CYP inhibitors reduce the metabolic activity of the target CYP enzyme by competitive, non-competitive, or mechanism-based (irreversible) inhibition. When a CYP3A4 substrate is co-administered with a potent CYP3A4 inhibitor, the inhibitor reduces or eliminates the enzyme's ability to metabolize the substrate. This decreases the substrate's hepatic (and intestinal) clearance, increases its bioavailability if given orally, and raises its plasma concentrations — potentially into the toxic range. Clinically important CYP3A4 inhibitors include azole antifungals (ketoconazole, itraconazole, voriconazole), macrolide antibiotics (clarithromycin, erythromycin), HIV protease inhibitors (ritonavir), and grapefruit juice components (furanocoumarins). Option A describes the effect of CYP induction (e.g., rifampicin, carbamazepine, phenytoin), which increases enzyme activity and reduces substrate plasma levels. Option C is incorrect — CYP inhibitors do not induce CYP activity; induction is a separate mechanism requiring increased enzyme synthesis via nuclear receptor activation. Option D is incorrect — CYP inhibition affects all substrates, not only prodrugs; the distinction between prodrug and active drug is relevant to the direction of clinical consequences but does not exempt active drugs from the interaction. Option E is incorrect — CYP inhibition is a hepatic/intestinal metabolic interaction, not a renal transporter interaction; renal tubular secretion inhibition is a separate mechanism involving transporters such as OCT2 and MATE1.

ANSWER: C

Rationale:

This question tests the Henderson-Hasselbalch principle applied to renal drug excretion. For a weakly acidic drug (e.g., aspirin, pKa ~3.5), urinary pH determines the ionization state in the tubular lumen. In alkaline urine (pH 7.5–8.0), the drug exists predominantly in its ionized (deprotonated, negatively charged) form — the ion-trap phenomenon. Ionized molecules cannot passively diffuse across the lipid bilayer of the tubular epithelium back into the peritubular circulation, so reabsorption is minimized and the drug is excreted in the urine. Conversely, in acidic urine, the drug is predominantly unionized and lipid-soluble, allowing passive reabsorption. Alkaline urine thus increases the renal clearance of weak acids — a principle exploited clinically in salicylate poisoning (urinary alkalinization with sodium bicarbonate increases salicylate excretion).
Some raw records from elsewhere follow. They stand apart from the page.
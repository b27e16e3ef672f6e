//! # Database Connection Pool Management
//!
//! Provides database connection pool creation and management utilities.

use crate::config::DatabaseConfig;
use crate::errors::{Error, Result};
use sqlx::{
    sqlite::{SqliteConnectOptions, SqliteJournalMode, SqlitePoolOptions},
    Pool, Sqlite, SqliteConnection, Transaction,
};
use std::{str::FromStr, time::Duration};

/// Type alias for the database connection pool
pub type DbPool = Pool<Sqlite>;

/// Connection handle accepted by every repository call.
pub type DbConnection = SqliteConnection;

/// Caller-scoped unit of work.
pub type DbTransaction<'c> = Transaction<'c, Sqlite>;

const SQLITE_BUSY_TIMEOUT: Duration = Duration::from_secs(5);

/// Create a database connection pool with the specified configuration
pub async fn create_pool(config: &DatabaseConfig) -> Result<DbPool> {
    validate_config(config)?;

    let mut pool_options = SqlitePoolOptions::new()
        .max_connections(config.max_connections)
        .min_connections(config.min_connections)
        .acquire_timeout(config.connect_timeout())
        .test_before_acquire(true);

    if let Some(idle_timeout) = config.idle_timeout() {
        pool_options = pool_options.idle_timeout(idle_timeout);
    }

    let connect_options = SqliteConnectOptions::from_str(&config.url)
        .map_err(|e| Error::database(e, format!("Invalid SQLite connection string: {}", config.url)))?
        .create_if_missing(true)
        .foreign_keys(true)
        .busy_timeout(SQLITE_BUSY_TIMEOUT)
        .journal_mode(SqliteJournalMode::Wal);

    let pool = pool_options.connect_with(connect_options).await.map_err(|e| {
        tracing::error!(
            error = %e,
            url = %config.url,
            busy_timeout_ms = SQLITE_BUSY_TIMEOUT.as_millis(),
            "Failed to create SQLite database pool"
        );
        Error::database(e, format!("Failed to connect to database: {}", config.url))
    })?;

    tracing::info!(
        max_connections = config.max_connections,
        min_connections = config.min_connections,
        connect_timeout_ms = config.connect_timeout().as_millis(),
        idle_timeout_ms = config.idle_timeout().map(|d| d.as_millis()),
        "Database connection pool created"
    );

    if config.auto_migrate {
        tracing::info!("Auto-migration enabled, running database migrations");
        crate::storage::migrations::run_migrations(&pool).await?;
    }

    Ok(pool)
}

/// Validate database configuration
fn validate_config(config: &DatabaseConfig) -> Result<()> {
    if config.max_connections == 0 {
        return Err(Error::validation("max_connections must be greater than 0"));
    }

    if config.min_connections > config.max_connections {
        return Err(Error::validation("min_connections cannot be greater than max_connections"));
    }

    if !config.is_sqlite() {
        return Err(Error::validation("database URL must start with 'sqlite:'"));
    }

    Ok(())
}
The question asks about reabsorption in alkaline urine, and the correct answer is that alkaline urine reduces reabsorption by ion trapping Option C correctly identifies this mechanism. Option A describes active secretion, a separate process that is pH-independent. Option B describes passive reabsorption in favorable (acidic) urine conditions for a weak acid — the opposite of what alkaline urine produces. Option D describes SGLT2-mediated glucose reabsorption, which is irrelevant to drug elimination. Option E is incorrect — glomerular filtration is pH-independent and only filters the unbound (free) drug fraction, not protein-bound drug

ANSWER: B

Rationale:

At steady state, the rate of drug input (infusion rate, R) equals the rate of drug elimination (CL × Css), such that plasma concentration remains constant: Css = R / CL. The time required to reach steady state is determined entirely by the drug's elimination half-life, regardless of the infusion rate — approximately 4 half-lives achieve ~94% of Css and approximately 5 half-lives achieve ~97%. This principle has two critical clinical implications: (1) doubling the infusion rate doubles Css but does not change the time to reach it; (2) a loading dose can be used to immediately achieve target Css when the half-life is long and waiting 4–5 half-lives is clinically unacceptable (e.g., digoxin, amiodarone, phenytoin). Option A is incorrect — Css is not defined by cumulative dose vs Vd; that relationship governs loading dose calculations. Option C is incorrect — Css is directly proportional to infusion rate (Css = R/CL); increasing the infusion rate increases Css. Option D is incorrect — large Vd prolongs the half-life and therefore delays the time to reach Css; it does not accelerate it. Option E is incorrect — Css is not a peak concentration; it is a plateau concentration achieved after multiple half-lives of accumulation.